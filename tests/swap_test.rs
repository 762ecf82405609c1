mod utils;

use std::str::FromStr;

use ethers::types::U256;
use rust_decimal::Decimal;
use tempo_dex_sdk::progress::SWAP_STEPS;
use tempo_dex_sdk::{execute_swap, Error, ProgressTracker, SwapRequest, TokenList};
use utils::test_utils::{account, init_test_env, units, MockContracts};

fn request(tokens: &TokenList, amount_in: &str, quoted_out: &str) -> SwapRequest {
    SwapRequest {
        from: tokens.get("TmEth").unwrap().clone(),
        to: tokens.get("OmUsd").unwrap().clone(),
        amount_in: amount_in.to_string(),
        quoted_out: Decimal::from_str(quoted_out).unwrap(),
        slippage: Decimal::new(5, 1),
    }
}

#[tokio::test]
async fn test_sufficient_allowance_skips_approval() {
    init_test_env();
    let tokens = TokenList::default();
    let contracts = MockContracts::new(account(1));
    let tm_eth = tokens.get("TmEth").unwrap().address;
    contracts.set_allowance(tm_eth, units(10, 18));
    let tracker = ProgressTracker::default();

    let receipt = execute_swap(&contracts, &tracker, &request(&tokens, "10", "20.123456"))
        .await
        .unwrap();

    assert_eq!(contracts.calls(), vec!["swap", "wait"]);
    assert!(contracts.approvals().is_empty());
    assert_eq!(receipt.block_number, Some(420));

    let progress = tracker.current().unwrap();
    assert!(progress.success);
    assert_eq!(progress.step, SWAP_STEPS.len());
    assert_eq!(progress.message, "Swap completed successfully!");
}

#[tokio::test]
async fn test_insufficient_allowance_approves_exact_amount_first() {
    init_test_env();
    let tokens = TokenList::default();
    let contracts = MockContracts::new(account(1));
    let tm_eth = tokens.get("TmEth").unwrap().address;
    contracts.set_allowance(tm_eth, units(1, 18));
    let tracker = ProgressTracker::default();

    execute_swap(&contracts, &tracker, &request(&tokens, "10", "20.123456"))
        .await
        .unwrap();

    assert_eq!(contracts.calls(), vec!["approve", "wait", "swap", "wait"]);
    assert_eq!(contracts.approvals(), vec![(tm_eth, units(10, 18))]);
}

#[tokio::test]
async fn test_minimum_output_applies_slippage() {
    init_test_env();
    let tokens = TokenList::default();
    let contracts = MockContracts::new(account(1));
    contracts.set_allowance(tokens.get("TmEth").unwrap().address, U256::MAX);
    let tracker = ProgressTracker::default();

    execute_swap(&contracts, &tracker, &request(&tokens, "10", "20.123456"))
        .await
        .unwrap();

    let (amount_in, min_out) = contracts.swaps()[0];
    assert_eq!(amount_in, units(10, 18));
    assert_eq!(min_out, U256::from_dec_str("20022839000000000000").unwrap());
}

#[tokio::test]
async fn test_revert_marks_progress_failed() {
    init_test_env();
    let tokens = TokenList::default();
    let contracts = MockContracts::new(account(1));
    contracts.set_allowance(tokens.get("TmEth").unwrap().address, U256::MAX);
    contracts.revert_swap("UniswapV2Router: INSUFFICIENT_OUTPUT_AMOUNT");
    let tracker = ProgressTracker::default();

    let result = execute_swap(&contracts, &tracker, &request(&tokens, "10", "20")).await;

    assert!(matches!(result, Err(Error::TransactionReverted(_))));
    let progress = tracker.current().unwrap();
    assert!(progress.error);
    assert!(!progress.success);
    assert_eq!(progress.step, 0);
    assert_eq!(progress.message, "UniswapV2Router: INSUFFICIENT_OUTPUT_AMOUNT");
    assert!(!contracts.calls().contains(&"wait".to_string()));
}

#[tokio::test]
async fn test_invalid_request_sends_nothing() {
    init_test_env();
    let tokens = TokenList::default();
    let contracts = MockContracts::new(account(1));
    let tracker = ProgressTracker::default();

    let zero = execute_swap(&contracts, &tracker, &request(&tokens, "0", "1")).await;
    assert!(matches!(zero, Err(Error::InvalidAmount(_))));

    let mut same = request(&tokens, "1", "1");
    same.to = same.from.clone();
    assert!(execute_swap(&contracts, &tracker, &same).await.is_err());

    assert!(contracts.calls().is_empty());
    assert!(tracker.current().unwrap().error);
}

#[tokio::test(start_paused = true)]
async fn test_success_clears_after_display_time() {
    init_test_env();
    let tokens = TokenList::default();
    let contracts = MockContracts::new(account(1));
    contracts.set_allowance(tokens.get("TmEth").unwrap().address, U256::MAX);
    let tracker = ProgressTracker::default();

    execute_swap(&contracts, &tracker, &request(&tokens, "1", "2"))
        .await
        .unwrap();
    assert!(tracker.current().is_some());

    tracker.expire().await;
    assert!(tracker.current().is_none());
}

####

PROMPT
Every line of the records containing the word "async" must appear in the answer.

YOUR RESPONSE
async fn test_sufficient_allowance_skips_approval() {
async fn test_insufficient_allowance_approves_exact_amount_first() {
async fn test_minimum_output_applies_slippage() {
async fn test_revert_marks_progress_failed() {
async fn test_invalid_request_sends_nothing() {
async fn test_success_clears_after_display_time() {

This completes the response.